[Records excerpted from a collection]
────
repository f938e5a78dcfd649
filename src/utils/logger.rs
use tracing_subscriber::{layer::SubscriberExt, util::SubscriberInitExt, EnvFilter};

pub fn init_cli_logger(verbose: bool, json: bool) {
    let filter = if verbose {
        EnvFilter::try_from_default_env()
            .unwrap_or_else(|_| EnvFilter::new("customer_export=debug,info"))
    } else {
        EnvFilter::try_from_default_env().unwrap_or_else(|_| EnvFilter::new("customer_export=info"))
    };

    // stdout is reserved for the count and output path lines
    let layer = tracing_subscriber::fmt::layer()
        .with_writer(std::io::stderr)
        .with_target(false)
        .with_thread_ids(false)
        .with_file(false)
        .with_line_number(false);

    if json {
        tracing_subscriber::registry()
            .with(filter)
            .with(layer.json())
            .init();
    } else {
        tracing_subscriber::registry()
            .with(filter)
            .with(layer.compact())
            .init();
    }
}
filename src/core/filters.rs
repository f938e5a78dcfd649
use crate::domain::model::{Property, PropertyPage};

/// True when the properties endpoint reports no properties for the customer.
pub fn has_no_properties(page: &PropertyPage) -> bool {
    page.total_count == 0
}

/// Company names of properties carrying more than two addresses, in input order.
pub fn more_than_two_addresses(properties: &[Property]) -> Vec<String> {
    properties
        .iter()
        .filter(|p| p.addresses.len() > 2)
        .map(|p| p.company_name.clone())
        .collect()
}

#[cfg(test)]
mod tests {
    use super::*;
    use crate::domain::model::Address;
    use serde_json::json;

    fn property(name: &str, address_count: usize) -> Property {
        Property {
            company_name: name.to_string(),
            addresses: (0..address_count).map(|i| Address(json!(i))).collect(),
            ..Default::default()
        }
    }

    #[test]
    fn test_more_than_two_addresses() {
        let properties = vec![property("A", 3), property("B", 1)];
        assert_eq!(more_than_two_addresses(&properties), vec!["A".to_string()]);
    }

    #[test]
    fn test_exactly_two_addresses_is_excluded() {
        let properties = vec![property("A", 2), property("B", 0), property("C", 4)];
        assert_eq!(more_than_two_addresses(&properties), vec!["C".to_string()]);
    }

    #[test]
    fn test_has_no_properties_uses_total_count() {
        let empty = PropertyPage {
            items: vec![],
            total_count: 0,
        };
        let one = PropertyPage {
            items: vec![property("A", 1)],
            total_count: 1,
        };
        assert!(has_no_properties(&empty));
        assert!(!has_no_properties(&one));
    }
}
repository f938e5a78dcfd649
pub mod model;
pub mod ports;
#[cfg(feature = "cli")]
pub mod cli;

use crate::utils::error::{ReportError, Result};
use crate::utils::validation::{self, Validate};
use regex::Regex;
use serde::{Deserialize, Serialize};
use std::path::Path;
use std::time::Duration;

pub const DEFAULT_BASE_URL: &str = "https://public-api.live.buildops.com";

fn default_base_url() -> String {
    DEFAULT_BASE_URL.to_string()
}

fn default_request_timeout_secs() -> u64 {
    30
}

fn default_page_size() -> u32 {
    100
}

fn default_existence_check_workers() -> usize {
    20
}

fn default_property_workers() -> usize {
    10
}

fn default_cache_tokens() -> bool {
    true
}

fn default_token_ttl_secs() -> u64 {
    300
}

/// Credentials and tuning read once at startup.
#[derive(Clone, Serialize, Deserialize)]
pub struct AppConfig {
    pub tenant_id: String,
    pub client_id: String,
    pub client_secret: String,

    #[serde(default = "default_base_url")]
    pub base_url: String,
    #[serde(default = "default_request_timeout_secs")]
    pub request_timeout_secs: u64,
    #[serde(default = "default_page_size")]
    pub page_size: u32,
    #[serde(default = "default_existence_check_workers")]
    pub existence_check_workers: usize,
    #[serde(default = "default_property_workers")]
    pub property_workers: usize,
    #[serde(default = "default_cache_tokens")]
    pub cache_tokens: bool,
    /// Lifetime assumed for tokens whose response carries no `expires_in`.
    #[serde(default = "default_token_ttl_secs")]
    pub token_ttl_secs: u64,
    /// Write whatever succeeded instead of failing the report when some customers fail.
    #[serde(default)]
    pub allow_partial: bool,
}

impl std::fmt::Debug for AppConfig {
    fn fmt(&self, f: &mut std::fmt::Formatter<'_>) -> std::fmt::Result {
        f.debug_struct("AppConfig")
            .field("tenant_id", &self.tenant_id)
            .field("client_id", &self.client_id)
            .field("client_secret", &"<redacted>")
            .field("base_url", &self.base_url)
            .field("request_timeout_secs", &self.request_timeout_secs)
            .field("page_size", &self.page_size)
            .field("existence_check_workers", &self.existence_check_workers)
            .field("property_workers", &self.property_workers)
            .field("cache_tokens", &self.cache_tokens)
            .field("token_ttl_secs", &self.token_ttl_secs)
            .field("allow_partial", &self.allow_partial)
            .finish()
    }
}

impl AppConfig {
    /// Minimal config pointing at `base_url`, everything else defaulted.
    pub fn new(
        base_url: impl Into<String>,
        tenant_id: impl Into<String>,
        client_id: impl Into<String>,
        client_secret: impl Into<String>,
    ) -> Self {
        Self {
            tenant_id: tenant_id.into(),
            client_id: client_id.into(),
            client_secret: client_secret.into(),
            base_url: base_url.into(),
            request_timeout_secs: default_request_timeout_secs(),
            page_size: default_page_size(),
            existence_check_workers: default_existence_check_workers(),
            property_workers: default_property_workers(),
            cache_tokens: default_cache_tokens(),
            token_ttl_secs: default_token_ttl_secs(),
            allow_partial: false,
        }
    }

    /// Loads and validates the config file. `.toml` files are parsed as TOML,
    /// anything else as JSON.
    pub fn from_file<P: AsRef<Path>>(path: P) -> Result<Self> {
        let path = path.as_ref();
        let content = std::fs::read_to_string(path).map_err(|e| ReportError::ConfigError {
            message: format!("cannot read {}: {}", path.display(), e),
        })?;

        let is_toml = path
            .extension()
            .and_then(|ext| ext.to_str())
            .is_some_and(|ext| ext.eq_ignore_ascii_case("toml"));

        let config = if is_toml {
            Self::from_toml_str(&content)?
        } else {
            Self::from_json_str(&content)?
        };
        config.validate()?;
        Ok(config)
    }

    pub fn from_json_str(content: &str) -> Result<Self> {
        let processed = Self::substitute_env_vars(content)?;
        serde_json::from_str(&processed).map_err(|e| ReportError::ConfigError {
            message: format!("JSON parsing error: {}", e),
        })
    }

    pub fn from_toml_str(content: &str) -> Result<Self> {
        let processed = Self::substitute_env_vars(content)?;
        toml::from_str(&processed).map_err(|e| ReportError::ConfigError {
            message: format!("TOML parsing error: {}", e),
        })
    }

    /// Replaces `${VAR}` with the environment value; unset variables stay verbatim.
    fn substitute_env_vars(content: &str) -> Result<String> {
        let re = Regex::new(r"\$\{([A-Za-z_][A-Za-z0-9_]*)\}").map_err(|e| {
            ReportError::ConfigError {
                message: format!("invalid placeholder pattern: {}", e),
            }
        })?;

        let result = re.replace_all(content, |caps: &regex::Captures| {
            let var_name = &caps[1];
            std::env::var(var_name).unwrap_or_else(|_| format!("${{{}}}", var_name))
        });

        Ok(result.into_owned())
    }

    pub fn request_timeout(&self) -> Duration {
        Duration::from_secs(self.request_timeout_secs)
    }

    pub fn token_ttl(&self) -> Result<chrono::Duration> {
        i64::try_from(self.token_ttl_secs)
            .ok()
            .and_then(chrono::Duration::try_seconds)
            .ok_or_else(|| ReportError::InvalidConfigValueError {
                field: "token_ttl_secs".to_string(),
                value: self.token_ttl_secs.to_string(),
                reason: "Token lifetime is out of range".to_string(),
            })
    }
}

impl Validate for AppConfig {
    fn validate(&self) -> Result<()> {
        validation::validate_url("base_url", &self.base_url)?;
        validation::validate_credential("tenant_id", &self.tenant_id)?;
        validation::validate_credential("client_id", &self.client_id)?;
        validation::validate_credential("client_secret", &self.client_secret)?;
        validation::validate_range("page_size", self.page_size, 1, 1000)?;
        validation::validate_range("request_timeout_secs", self.request_timeout_secs, 1, 3600)?;
        validation::validate_range("token_ttl_secs", self.token_ttl_secs, 1, 86_400)?;
        validation::validate_positive_number(
            "existence_check_workers",
            self.existence_check_workers,
            1,
        )?;
        validation::validate_positive_number("property_workers", self.property_workers, 1)?;
        Ok(())
    }
}

#[cfg(test)]
mod tests {
    use super::*;
    use std::io::Write;
    use tempfile::NamedTempFile;

    #[test]
    fn test_parse_minimal_json_config() {
        let config = AppConfig::from_json_str(
            r#"{"tenant_id": "t1", "client_id": "id", "client_secret": "secret"}"#,
        )
        .unwrap();

        assert_eq!(config.base_url, DEFAULT_BASE_URL);
        assert_eq!(config.page_size, 100);
        assert_eq!(config.existence_check_workers, 20);
        assert_eq!(config.property_workers, 10);
        assert!(config.cache_tokens);
        assert!(!config.allow_partial);
        assert!(config.validate().is_ok());
    }

    #[test]
    fn test_missing_credential_is_config_error() {
        let result = AppConfig::from_json_str(r#"{"tenant_id": "t1", "client_id": "id"}"#);
        assert!(matches!(result, Err(ReportError::ConfigError { .. })));
    }

    #[test]
    fn test_malformed_json_is_config_error() {
        let result = AppConfig::from_json_str("{not json");
        assert!(matches!(result, Err(ReportError::ConfigError { .. })));
    }

    #[test]
    fn test_env_var_substitution() {
        std::env::set_var("CUSTOMER_EXPORT_TEST_SECRET", "from-env");

        let config = AppConfig::from_json_str(
            r#"{"tenant_id": "t1", "client_id": "id", "client_secret": "${CUSTOMER_EXPORT_TEST_SECRET}"}"#,
        )
        .unwrap();
        assert_eq!(config.client_secret, "from-env");

        std::env::remove_var("CUSTOMER_EXPORT_TEST_SECRET");
    }

    #[test]
    fn test_unset_env_var_fails_validation() {
        let config = AppConfig::from_json_str(
            r#"{"tenant_id": "t1", "client_id": "id", "client_secret": "${CUSTOMER_EXPORT_UNSET_VAR}"}"#,
        )
        .unwrap();
        assert!(config.validate().is_err());
    }

    #[test]
    fn test_config_from_toml_file() {
        let mut temp_file = tempfile::Builder::new().suffix(".toml").tempfile().unwrap();
        temp_file
            .write_all(
                br#"
tenant_id = "t1"
client_id = "id"
client_secret = "secret"
base_url = "http://localhost:9000"
property_workers = 4
"#,
            )
            .unwrap();

        let config = AppConfig::from_file(temp_file.path()).unwrap();
        assert_eq!(config.base_url, "http://localhost:9000");
        assert_eq!(config.property_workers, 4);
    }

    #[test]
    fn test_config_from_json_file_rejects_zero_workers() {
        let mut temp_file = NamedTempFile::new().unwrap();
        temp_file
            .write_all(
                br#"{"tenant_id": "t1", "client_id": "id", "client_secret": "s", "property_workers": 0}"#,
            )
            .unwrap();

        let result = AppConfig::from_file(temp_file.path());
        assert!(matches!(
            result,
            Err(ReportError::InvalidConfigValueError { .. })
        ));
    }

    #[test]
    fn test_huge_token_ttl_is_rejected() {
        let mut config = AppConfig::new("http://localhost", "t1", "id", "secret");
        config.token_ttl_secs = 10_000_000_000_000_000;

        assert!(matches!(
            config.validate(),
            Err(ReportError::InvalidConfigValueError { .. })
        ));
        assert!(matches!(
            config.token_ttl(),
            Err(ReportError::InvalidConfigValueError { .. })
        ));
    }

    #[test]
    fn test_default_token_ttl() {
        let config = AppConfig::new("http://localhost", "t1", "id", "secret");
        assert_eq!(config.token_ttl().unwrap(), chrono::Duration::seconds(300));
    }

    #[test]
    fn test_missing_file_is_config_error() {
        let result = AppConfig::from_file("/definitely/not/here/config.json");
        assert!(matches!(result, Err(ReportError::ConfigError { .. })));
    }

    #[test]
    fn test_debug_redacts_secret() {
        let config = AppConfig::new("http://localhost", "t1", "id", "top-secret");
        let rendered = format!("{:?}", config);
        assert!(!rendered.contains("top-secret"));
        assert!(rendered.contains("<redacted>"));
    }
}
use crate::domain::ports::Storage;
use crate::utils::error::{ReportError, Result};
use std::fs;
use std::path::PathBuf;

/// Writes files under a base directory. Writes are not atomic: a crash
/// mid-write leaves a truncated file behind.
#[derive(Debug, Clone)]
pub struct LocalStorage {
    base_path: PathBuf,
}

impl LocalStorage {
    pub fn new(base_path: impl Into<PathBuf>) -> Self {
        Self {
            base_path: base_path.into(),
        }
    }

    /// Storage rooted at the directory holding the running executable.
    pub fn beside_executable() -> Result<Self> {
        let exe = std::env::current_exe()?;
        let dir = exe.parent().ok_or_else(|| ReportError::ConfigError {
            message: format!("executable path {} has no parent", exe.display()),
        })?;
        Ok(Self::new(dir))
    }
}

impl Storage for LocalStorage {
    async fn write_file(&self, path: &str, data: &[u8]) -> Result<PathBuf> {
        let full_path = self.base_path.join(path);

        if let Some(parent) = full_path.parent() {
            fs::create_dir_all(parent)?;
        }

        fs::write(&full_path, data)?;
        Ok(full_path)
    }
}
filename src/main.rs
use clap::Parser;
use customer_export::app::{check_credentials, report_for};
use customer_export::utils::logger;
use customer_export::{ApiClient, AppConfig, Cli, LocalStorage, ReportEngine, Result};
use std::sync::Arc;

#[tokio::main]
async fn main() {
    let cli = Cli::parse();

    logger::init_cli_logger(cli.verbose, cli.json_logs);
    tracing::info!("Starting customer-export ({:?})", cli.command);

    if let Err(e) = run(cli).await {
        tracing::error!("❌ Run failed: {} (Severity: {:?})", e, e.severity());
        eprintln!("❌ {}", e);
        eprintln!("💡 {}", e.recovery_suggestion());
        std::process::exit(e.exit_code());
    }
}

async fn run(cli: Cli) -> Result<()> {
    let config = AppConfig::from_file(&cli.config)?;
    tracing::debug!("Config: {:?}", config);

    let api = Arc::new(ApiClient::from_config(&config)?);

    let Some(report) = report_for(cli.command, &config) else {
        check_credentials(&api).await?;
        println!("✅ Authenticated against {} for tenant {}", config.base_url, config.tenant_id);
        return Ok(());
    };

    let storage = match cli.output_dir {
        Some(dir) => LocalStorage::new(dir),
        None => LocalStorage::beside_executable()?,
    };

    let engine = ReportEngine::new(api, storage);
    let summary = engine.run(report.as_ref()).await?;

    println!("Number of {}: {}", summary.label, summary.count);
    println!("Data saved to {}", summary.output_path.display());
    Ok(())
}
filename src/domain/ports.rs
use crate::utils::error::Result;
use async_trait::async_trait;
use chrono::{DateTime, Utc};
use std::path::PathBuf;

/// Output sink for finished reports.
pub trait Storage: Send + Sync {
    /// Writes `data` under `path` and returns where it landed.
    fn write_file(
        &self,
        path: &str,
        data: &[u8],
    ) -> impl std::future::Future<Output = Result<PathBuf>> + Send;
}

#[derive(Debug, Clone, PartialEq, Eq)]
pub struct AccessToken {
    pub value: String,
    pub expires_at: DateTime<Utc>,
}

impl AccessToken {
    pub fn new(value: impl Into<String>, expires_at: DateTime<Utc>) -> Self {
        Self {
            value: value.into(),
            expires_at,
        }
    }

    pub fn is_expired(&self, now: DateTime<Utc>, skew: chrono::Duration) -> bool {
        now + skew >= self.expires_at
    }
}

/// Exchanges credentials for a bearer token.
#[async_trait]
pub trait TokenSource: Send + Sync {
    async fn fetch_token(&self) -> Result<AccessToken>;
}
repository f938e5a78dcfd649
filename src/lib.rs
pub mod adapters;
pub mod app;
pub mod config;
pub mod core;
pub mod domain;
pub mod utils;

#[cfg(feature = "cli")]
pub use config::cli::{Cli, Command};

pub use adapters::{ApiClient, LocalStorage};
pub use config::AppConfig;
pub use crate::core::{Report, ReportEngine, ReportSummary};
pub use utils::error::{ReportError, Result};
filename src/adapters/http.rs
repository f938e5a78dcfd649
use crate::adapters::auth::{AuthClient, Session};
use crate::config::AppConfig;
use crate::domain::model::{CustomerPage, PropertyPage};
use crate::domain::ports::TokenSource;
use crate::utils::error::{ReportError, Result};
use reqwest::{Client, StatusCode};
use serde::de::DeserializeOwned;
use std::sync::Arc;
use url::Url;

const TENANT_HEADER: &str = "tenantId";

/// Authenticated access to the vendor REST API.
///
/// Every request carries the bearer token and tenant header. A 401 is
/// answered with exactly one token refresh and resend; a second 401 is
/// returned as `HttpError`.
pub struct ApiClient {
    client: Client,
    base_url: Url,
    tenant_id: String,
    session: Session,
}

impl ApiClient {
    pub fn new(
        client: Client,
        config: &AppConfig,
        token_source: Arc<dyn TokenSource>,
    ) -> Result<Self> {
        let base_url = Url::parse(&config.base_url)
            .ok()
            .filter(|url| !url.cannot_be_a_base())
            .ok_or_else(|| ReportError::InvalidConfigValueError {
                field: "base_url".to_string(),
                value: config.base_url.clone(),
                reason: "Not a usable base URL".to_string(),
            })?;

        Ok(Self {
            client,
            base_url,
            tenant_id: config.tenant_id.clone(),
            session: Session::new(token_source, config.cache_tokens),
        })
    }

    /// Builds the shared HTTP client (with the configured timeout) and the
    /// credential exchange behind it.
    pub fn from_config(config: &AppConfig) -> Result<Self> {
        let client = Client::builder()
            .timeout(config.request_timeout())
            .build()?;

        let auth = AuthClient::new(
            client.clone(),
            &config.base_url,
            config.client_id.clone(),
            config.client_secret.clone(),
            config.token_ttl()?,
        );

        Self::new(client, config, Arc::new(auth))
    }

    pub fn session(&self) -> &Session {
        &self.session
    }

    /// `GET /v1/customers?page=N&limit=L`
    pub async fn customers_page(&self, page: u32, limit: u32) -> Result<CustomerPage> {
        let query = [("page", page.to_string()), ("limit", limit.to_string())];
        self.get_json(self.endpoint(&["v1", "customers"])?, &query).await
    }

    /// `GET /v1/customers/{id}/properties`, optionally with `include_addresses=true`.
    pub async fn customer_properties(
        &self,
        customer_id: &str,
        include_addresses: bool,
    ) -> Result<PropertyPage> {
        let url = self.properties_url(customer_id)?;
        if include_addresses {
            let query = [("include_addresses", "true".to_string())];
            self.get_json(url, &query).await
        } else {
            self.get_json(url, &[]).await
        }
    }

    /// The id is pushed as one escaped path segment.
    pub(crate) fn properties_url(&self, customer_id: &str) -> Result<Url> {
        self.endpoint(&["v1", "customers", customer_id, "properties"])
    }

    fn endpoint(&self, segments: &[&str]) -> Result<Url> {
        let mut url = self.base_url.clone();
        url.path_segments_mut()
            .map_err(|_| ReportError::InvalidConfigValueError {
                field: "base_url".to_string(),
                value: self.base_url.to_string(),
                reason: "Not a usable base URL".to_string(),
            })?
            .pop_if_empty()
            .extend(segments);
        Ok(url)
    }

    async fn get_json<T: DeserializeOwned>(
        &self,
        url: Url,
        query: &[(&str, String)],
    ) -> Result<T> {
        let mut token = self.session.token().await?;
        let mut refreshed = false;

        loop {
            tracing::debug!("📡 GET {} {:?}", url, query);

            let response = self
                .client
                .get(url.clone())
                .bearer_auth(&token)
                .header(TENANT_HEADER, &self.tenant_id)
                .query(query)
                .send()
                .await?;

            let status = response.status();
            tracing::debug!("📡 {} -> {}", url, status);

            if status == StatusCode::UNAUTHORIZED && !refreshed {
                tracing::warn!("Auth token expired while fetching {}. Refreshing token...", url);
                token = self.session.refresh(&token).await?;
                refreshed = true;
                continue;
            }

            if !status.is_success() {
                return Err(ReportError::HttpError {
                    status: status.as_u16(),
                    url: url.to_string(),
                });
            }

            return Ok(response.json().await?);
        }
    }
}
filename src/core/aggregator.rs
use crate::utils::error::{ReportError, Result};
use futures::stream::{self, StreamExt};
use std::future::Future;

/// Results of a fan-out batch, in completion order.
#[derive(Debug)]
pub struct BatchOutcome<R> {
    pub completed: Vec<R>,
    pub failures: Vec<ReportError>,
}

impl<R> BatchOutcome<R> {
    pub fn total(&self) -> usize {
        self.completed.len() + self.failures.len()
    }

    /// Collapses the batch into a single result. Without `allow_partial`,
    /// any failed task fails the batch; with it, failures are logged and dropped.
    pub fn into_result(self, allow_partial: bool) -> Result<Vec<R>> {
        if self.failures.is_empty() {
            return Ok(self.completed);
        }

        let total = self.total();
        let failed = self.failures.len();
        for failure in &self.failures {
            tracing::error!("❌ Task failed: {}", failure);
        }

        if allow_partial {
            tracing::warn!(
                "Continuing with {} of {} tasks; {} failed",
                self.completed.len(),
                total,
                failed
            );
            return Ok(self.completed);
        }

        let first = self
            .failures
            .into_iter()
            .next()
            .map(|e| e.to_string())
            .unwrap_or_default();
        Err(ReportError::BatchError {
            failed,
            total,
            first,
        })
    }
}

/// Runs `task` for every item on the tokio runtime, at most `workers` at a
/// time. Every task runs to completion; one task failing never cancels the
/// others. Output order follows completion, not input.
pub async fn fan_out<T, R, F, Fut>(items: Vec<T>, workers: usize, task: F) -> BatchOutcome<R>
where
    T: Send + 'static,
    R: Send + 'static,
    F: Fn(T) -> Fut,
    Fut: Future<Output = Result<R>> + Send + 'static,
{
    let mut outcome = BatchOutcome {
        completed: Vec::with_capacity(items.len()),
        failures: Vec::new(),
    };

    let mut results = stream::iter(items)
        .map(|item| tokio::spawn(task(item)))
        .buffer_unordered(workers.max(1));

    while let Some(joined) = results.next().await {
        match joined {
            Ok(Ok(value)) => outcome.completed.push(value),
            Ok(Err(e)) => outcome.failures.push(e),
            Err(join_error) => outcome.failures.push(ReportError::TaskJoinError(join_error)),
        }
    }

    outcome
}
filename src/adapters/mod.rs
// Concrete implementations for external systems: the vendor API, its token endpoint, and local disk.

pub mod auth;
pub mod http;
pub mod storage;

pub use auth::{AuthClient, Session};
pub use http::ApiClient;
pub use storage::LocalStorage;
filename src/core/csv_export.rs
use crate::domain::model::Customer;
use crate::utils::error::{ReportError, Result};
use csv::WriterBuilder;

pub const CUSTOMER_HEADER: [&str; 4] = ["Name", "ID", "isactive", "status"];

/// One value per row, no header.
pub fn encode_single_column<S: AsRef<str>>(values: &[S]) -> Result<Vec<u8>> {
    let mut writer = WriterBuilder::new()
        .has_headers(false)
        .from_writer(Vec::new());

    for value in values {
        writer.write_record([value.as_ref()])?;
    }

    into_bytes(writer)
}

/// Header row followed by one row per customer; absent fields become empty cells.
pub fn encode_customer_table(customers: &[Customer]) -> Result<Vec<u8>> {
    let mut writer = WriterBuilder::new().from_writer(Vec::new());
    writer.write_record(CUSTOMER_HEADER)?;

    for customer in customers {
        let is_active = customer
            .is_active
            .map(|active| active.to_string())
            .unwrap_or_default();
        writer.write_record([
            customer.name.as_str(),
            customer.id.as_str(),
            is_active.as_str(),
            customer.status.as_deref().unwrap_or(""),
        ])?;
    }

    into_bytes(writer)
}

fn into_bytes(writer: csv::Writer<Vec<u8>>) -> Result<Vec<u8>> {
    writer
        .into_inner()
        .map_err(|e| ReportError::IoError(e.into_error()))
}
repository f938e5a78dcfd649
use crate::adapters::ApiClient;
use crate::core::csv_export;
use crate::domain::model::Customer;
use crate::domain::ports::Storage;
use crate::utils::error::Result;
use async_trait::async_trait;
use std::path::PathBuf;
use std::sync::Arc;
use std::time::Instant;

/// Rows a report hands to the CSV writer.
#[derive(Debug, Clone, PartialEq)]
pub enum ReportRows {
    CustomerTable(Vec<Customer>),
    SingleColumn(Vec<String>),
}

impl ReportRows {
    pub fn len(&self) -> usize {
        match self {
            ReportRows::CustomerTable(rows) => rows.len(),
            ReportRows::SingleColumn(rows) => rows.len(),
        }
    }

    pub fn is_empty(&self) -> bool {
        self.len() == 0
    }

    pub fn to_csv(&self) -> Result<Vec<u8>> {
        match self {
            ReportRows::CustomerTable(customers) => csv_export::encode_customer_table(customers),
            ReportRows::SingleColumn(values) => csv_export::encode_single_column(values),
        }
    }
}

#[async_trait]
pub trait Report: Send + Sync {
    /// Noun used in the `Number of ...` summary line.
    fn label(&self) -> &'static str;
    fn file_name(&self) -> &'static str;
    async fn extract(&self, api: Arc<ApiClient>) -> Result<ReportRows>;
}

#[derive(Debug, Clone)]
pub struct ReportSummary {
    pub label: &'static str,
    pub count: usize,
    pub output_path: PathBuf,
}

pub struct ReportEngine<S: Storage> {
    api: Arc<ApiClient>,
    storage: S,
}

impl<S: Storage> ReportEngine<S> {
    pub fn new(api: Arc<ApiClient>, storage: S) -> Self {
        Self { api, storage }
    }

    pub async fn run(&self, report: &dyn Report) -> Result<ReportSummary> {
        tracing::info!("🚀 Starting report: {}", report.label());

        let started = Instant::now();
        let rows = report.extract(self.api.clone()).await?;
        tracing::info!(
            "Extracted {} rows in {:?}",
            rows.len(),
            started.elapsed()
        );
        if rows.is_empty() {
            tracing::warn!("{} report has no rows", report.label());
        }

        let started = Instant::now();
        let data = rows.to_csv()?;
        tracing::debug!("Encoded {} bytes of CSV in {:?}", data.len(), started.elapsed());

        let started = Instant::now();
        let output_path = self.storage.write_file(report.file_name(), &data).await?;
        tracing::info!(
            "📁 Output saved to: {} ({:?})",
            output_path.display(),
            started.elapsed()
        );

        Ok(ReportSummary {
            label: report.label(),
            count: rows.len(),
            output_path,
        })
    }
}
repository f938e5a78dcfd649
pub mod reports;

use crate::adapters::ApiClient;
use crate::utils::error::Result;

#[cfg(feature = "cli")]
use crate::{
    config::{cli::Command, AppConfig},
    core::engine::Report,
};
#[cfg(feature = "cli")]
use reports::{
    CustomersReport, CustomersWithoutPropertiesReport, FetchOptions, MultiAddressPropertiesReport,
    PropertiesReport,
};

/// Maps a subcommand to its report. `Test` has none: it only checks credentials.
#[cfg(feature = "cli")]
pub fn report_for(command: Command, config: &AppConfig) -> Option<Box<dyn Report>> {
    match command {
        Command::GetCustomers => Some(Box::new(CustomersReport {
            page_size: config.page_size,
        })),
        Command::GetCustomersNoProperties => Some(Box::new(CustomersWithoutPropertiesReport {
            options: FetchOptions::for_existence_checks(config),
        })),
        Command::GetProperties => Some(Box::new(PropertiesReport {
            options: FetchOptions::for_property_fetch(config),
        })),
        Command::GetPropertiesMoreThanTwoAddress => Some(Box::new(MultiAddressPropertiesReport {
            options: FetchOptions::for_property_fetch(config),
        })),
        Command::Test => None,
    }
}

/// Performs one token exchange to prove the credentials work.
pub async fn check_credentials(api: &ApiClient) -> Result<()> {
    api.session().token().await?;
    Ok(())
}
────
--- TASK GOAL ---
Count the lines in the entries that hold the word "DeserializeOwned", and give nothing but the total.

--- TASK RESPONSE ---
2